NEW YORK (Reuters) - Canada will defend a tariff structure that supports its farmers as the country pushes for entry into a pan-Pacific trade pact, Canada’s trade minister said on Monday.
Still, Trade Minister Ed Fast said in an interview on Monday Canada is ready to discuss all topics on the negotiating table as it faces pressure to open its farming industry in talks about joining the pact.
Fast said his country has the support of most of the countries involved in negotiating a Trans-Pacific Partnership (TPP) trade deal. The proposed trade pact currently includes the United States, Australia and seven others.
News reports have suggested Australia and New Zealand are unhappy about Canada’s supply management system, which protects its agricultural sector by setting producer quotas and prices on farm commodities such as milk and poultry, and putting stiff tariffs on imports.
“We have said very clearly we are prepared to discuss all matters on the negotiating table, but we also have made it very clear to our industry that we will continue to defend Canada’s system of supply management,” said Fast.
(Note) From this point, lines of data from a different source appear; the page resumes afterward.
impl WithSchema for SubnetsState<'_> {
    fn schema() -> Schema {
        let filter = |description: &'static str| {
            attribute(AttributeType::String, Optional, description)
        };
        let computed = |description: &'static str| {
            attribute(AttributeType::String, Computed, description)
        };
        Schema {
            version: 1,
            block: Block {
                version: 1,
                attributes: map! {
                    "id" => filter("ID of the subnet to look for"),
                    "region" => filter("Region to query, defaults to the provider region"),
                    "vpc_id" => filter("VPC of the subnets to look for"),
                    "name" => filter("Name of the subnets to look for"),
                    "cidr" => filter("CIDR of the subnets to look for"),
                    "status" => filter("Status of the subnets to look for"),
                    "availability_zone" => filter("Availability zone of the subnets to look for"),
                    "subnets" => attribute(
                        AttributeType::AttributeList(map! {
                            "id" => computed("ID of the subnet"),
                            "name" => computed("Name of the subnet"),
                            "cidr" => computed("CIDR of the subnet"),
                            "status" => computed("Status of the subnet"),
                            "vpc_id" => computed("VPC of the subnet"),
                            "gateway_ip" => computed("Gateway of the subnet"),
                            "availability_zone" => computed("Availability zone of the subnet"),
                            "primary_dns" => computed("IP address of DNS server 1"),
                            "secondary_dns" => computed("IP address of DNS server 2"),
                            "dhcp_enable" => attribute(AttributeType::Bool, Computed, "Whether DHCP is enabled"),
                            "ipv4_subnet_id" => computed("ID of the IPv4 subnet"),
                            "ipv6_subnet_id" => computed("ID of the IPv6 subnet"),
                            "ipv6_cidr" => computed("IPv6 network segment of the subnet"),
                            "description" => computed("Description of the subnet"),
                        }),
                        Computed,
                        "Subnets matching the filters",
                    ),
                },
                description: Description::plain("List the subnets of a region"),
                ..Default::default()
            },
        }
    }
}
#[async_trait]
impl Resource for RouteTableResource {
    type State<'a> = Value<RouteTableState<'a>>;
    type PrivateState<'a> = ValueEmpty;
    type ProviderMetaState<'a> = ValueEmpty;

    fn schema(&self, _diags: &mut Diagnostics) -> Option<Schema> {
        Some(RouteTableState::schema())
    }

    async fn validate<'a>(&self, diags: &mut Diagnostics, config: Self::State<'a>) -> Option<()> {
        if let Value::Value(config) = &config {
            config.validate(diags, AttributePath::default()).await;
        }

        if diags.errors.is_empty() {
            Some(())
        } else {
            None
        }
    }

    async fn read<'a>(
        &self,
        diags: &mut Diagnostics,
        state: Self::State<'a>,
        private_state: Self::PrivateState<'a>,
        _provider_meta_state: Self::ProviderMetaState<'a>,
    ) -> Option<(Self::State<'a>, Self::PrivateState<'a>)> {
        let client = self.client.get(diags)?;
        let state = known(diags, state)?;
        let state = self.refresh(diags, &client, state).await?;
        Some((state, private_state))
    }

    async fn plan_create<'a>(
        &self,
        diags: &mut Diagnostics,
        proposed_state: Self::State<'a>,
        _config_state: Self::State<'a>,
        _provider_meta_state: Self::ProviderMetaState<'a>,
    ) -> Option<(Self::State<'a>, Self::PrivateState<'a>)> {
        let mut state = known(diags, proposed_state)?;
        self.client.plan_region(&mut state.region);
        unknown_if_null(&mut state.subnets);
        state.id = Value::Unknown;
        state.default = Value::Unknown;
        Some((Value::Value(state), Default::default()))
    }

    async fn plan_update<'a>(
        &self,
        diags: &mut Diagnostics,
        prior_state: Self::State<'a>,
        proposed_state: Self::State<'a>,
        _config_state: Self::State<'a>,
        prior_private_state: Self::PrivateState<'a>,
        _provider_meta_state: Self::ProviderMetaState<'a>,
    ) -> Option<(Self::State<'a>, Self::PrivateState<'a>, Vec<AttributePath>)> {
        let prior = known(diags, prior_state)?;
        let state = known(diags, proposed_state)?;

        let mut trigger_replace = Vec::new();
        replace_if_changed(
            &mut trigger_replace,
            AttributePath::new("region"),
            &prior.region,
            &state.region,
        );
        replace_if_changed(
            &mut trigger_replace,
            AttributePath::new("vpc_id"),
            &prior.vpc_id,
            &state.vpc_id,
        );
        Some((Value::Value(state), prior_private_state, trigger_replace))
    }

    async fn plan_destroy<'a>(
        &self,
        diags: &mut Diagnostics,
        prior_state: Self::State<'a>,
        prior_private_state: Self::PrivateState<'a>,
        _provider_meta_state: Self::ProviderMetaState<'a>,
    ) -> Option<Self::PrivateState<'a>> {
        if let Value::Value(prior) = &prior_state {
            if prior.default == Value::Value(true) {
                diags.root_error(
                    "Cannot delete a default route table",
                    format!(
                        "Route table {} is the default route table of VPC {}, it is deleted with the VPC.",
                        prior.id, prior.vpc_id
                    ),
                );
                return None;
            }
        }
        Some(prior_private_state)
    }

    async fn create<'a>(
        &self,
        diags: &mut Diagnostics,
        planned_state: Self::State<'a>,
        _config_state: Self::State<'a>,
        planned_private_state: Self::PrivateState<'a>,
        _provider_meta_state: Self::ProviderMetaState<'a>,
    ) -> Option<(Self::State<'a>, Self::PrivateState<'a>)> {
        let client = self.client.get(diags)?;
        let mut state = known(diags, planned_state)?;
        let region = client.region(&state.region).to_owned();
        let service = client.connect(diags, SERVICE, &region).await?;

        let body = prune(json!({
            "routetable": {
                "name": state.name.as_str(),
                "vpc_id": state.vpc_id.as_str(),
                "description": state.description.as_str(),
                "routes": state.routes(),
            }
        }));
        debug!(%body, "Create route table");
        let id = match service.post("/v1/{project_id}/routetables", &body).await {
            Ok(response) => created_id(
                diags,
                &response["routetable"]["id"],
                "Failed to create the route table",
            )?,
            Err(err) => {
                diags.root_error("Failed to create the route table", err.to_string());
                return None;
            }
        };
        info!(id, "Route table created");

        if let Err(err) = associate(&service, &id, &state.subnet_ids(), &BTreeSet::new()).await {
            diags.error(
                "Failed to associate subnets with the route table",
                err.to_string(),
                AttributePath::new("subnets"),
            );
            return None;
        }

        state.id = id.into();
        let state = self.refresh(diags, &client, state).await?;
        Some((state, planned_private_state))
    }

    async fn update<'a>(
        &self,
        diags: &mut Diagnostics,
        prior_state: Self::State<'a>,
        planned_state: Self::State<'a>,
        _config_state: Self::State<'a>,
        planned_private_state: Self::PrivateState<'a>,
        _provider_meta_state: Self::ProviderMetaState<'a>,
    ) -> Option<(Self::State<'a>, Self::PrivateState<'a>)> {
        let client = self.client.get(diags)?;
        let prior = known(diags, prior_state)?;
        let mut state = known(diags, planned_state)?;
        let region = client.region(&state.region).to_owned();
        let service = client.connect(diags, SERVICE, &region).await?;
        let id = prior.id.as_str().to_owned();

        let changes = diff_routes(&prior.routes(), &state.routes());
        if state.name != prior.name || state.description != prior.description || !changes.is_empty()
        {
            let mut table = json!({ "name": state.name.as_str() });
            if state.description != prior.description {
                table["description"] = json!(state.description.as_str());
            }
            if !changes.is_empty() {
                table["routes"] = json!(changes);
            }
            let body = json!({ "routetable": table });
            debug!(id, %body, "Update route table");
            if let Err(err) = service.put(&table_path(&id), &body).await {
                diags.root_error("Failed to update the route table", err.to_string());
                return None;
            }
        }

        // an unknown set of subnets leaves the associations unchanged
        if state.subnets.is_value() {
            let old = prior.subnet_ids();
            let new = state.subnet_ids();
            let to_associate: BTreeSet<String> = new.difference(&old).cloned().collect();
            let to_disassociate: BTreeSet<String> = old.difference(&new).cloned().collect();
            if let Err(err) = associate(&service, &id, &to_associate, &to_disassociate).await {
                diags.error(
                    "Failed to update the subnets of the route table",
                    err.to_string(),
                    AttributePath::new("subnets"),
                );
                return None;
            }
        }

        state.id = prior.id;
        let state = self.refresh(diags, &client, state).await?;
        Some((state, planned_private_state))
    }

    async fn destroy<'a>(
        &self,
        diags: &mut Diagnostics,
        state: Self::State<'a>,
        _planned_private_state: Self::PrivateState<'a>,
        _provider_meta_state: Self::ProviderMetaState<'a>,
    ) -> Option<()> {
        let client = self.client.get(diags)?;
        let state = known(diags, state)?;
        let region = client.region(&state.region).to_owned();
        let service = client.connect(diags, SERVICE, &region).await?;
        let id = state.id.as_str();

        if state.default == Value::Value(true) {
            diags.root_error_short("Cannot delete a default route table");
            return None;
        }

        if let Err(err) = associate(&service, id, &BTreeSet::new(), &state.subnet_ids()).await {
            if !err.is_not_found() {
                diags.root_error(
                    "Failed to disassociate the subnets of the route table",
                    err.to_string(),
                );
                return None;
            }
        }

        match service.delete(&table_path(id)).await {
            Ok(_) => {
                info!(id, "Route table deleted");
                Some(())
            }
            Err(err) if err.is_not_found() => Some(()),
            Err(err) => {
                diags.root_error("Failed to delete the route table", err.to_string());
                None
            }
        }
    }

    async fn import<'a>(
        &self,
        diags: &mut Diagnostics,
        id: String,
    ) -> Option<(Self::State<'a>, Self::PrivateState<'a>)> {
        let client = self.client.get(diags)?;
        let state = RouteTableState {
            id: id.into(),
            ..Default::default()
        };
        match self.refresh(diags, &client, state).await? {
            Value::Value(state) => Some((Value::Value(state), Default::default())),
            _ => {
                diags.root_error_short("Cannot import a route table that does not exist");
                None
            }
        }
    }
}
“We’ve made it very clear to our farmers we will aggressively defend their interests in the negotiations,” Fast later added.
Fast, in New York to make the case for Canada’s inclusion, said Canada would be an ally for the United States at the negotiating table.
“I think there’s a general understanding that Canada needs to be at the table because of how much we have in common,” Fast said.
The United States and Canada are the world’s biggest goods trading partners. According to official U.S. data, two-way trade in 2010 totaled $525 billion.
Fast could not say exactly how many countries supported Canada’s entry to the pact. He said his meetings in the United States have been “very, very positive”.
Fast said he did not know of a timeline for a final deal at this point. Canada announced its interest in joining late last year. Japan and Mexico have also said they want to be in the pact.
Talks on a separate trade agreement between Canada and the European Union are down to the “final few” issues, Fast said, adding that he is still aiming to bring the discussions to an end sometime this year.
“We’re making good progress,” said Fast.
A trade pact between the two regions would be the biggest for Canada since it signed the landmark North American Free Trade Agreement with the United States and Mexico in 1994. Ottawa says a treaty with Europe would increase two-way trade by 20 percent.
Officials said last October they needed to settle disagreements on issues such as investment protection, intellectual property, access for agricultural goods, and opening up local and national procurement markets.
As for Canada’s relationship with the United States, Fast said it would be a mistake to assume trade with Canada’s southern neighbor will taper off as it looks for other places to send its goods, such as oil.
“The United States always has been and always will be Canada’s largest trading partner,” said Fast.
Canada is the largest single exporter of energy to the United States.
“My goal is to increase the amount of trade we do between Canada and the United States,” said Fast. “But there are opportunities in the rest of the world that are beckoning as well, and Canada really needs to take notice of that and take concrete steps to take advantage of those opportunities.”
To the Canadian government’s disappointment, U.S. President Obama rejected the proposed $7 billion Keystone XL oil pipeline earlier in the year, pending further environmental review.
Fast said he is confident that if the pipeline is evaluated on its merits, it will be approved.
The pipeline would ferry crude from the Canadian oil sands to Texas refineries. The Canadian government says it will now focus on selling oil to Asian markets.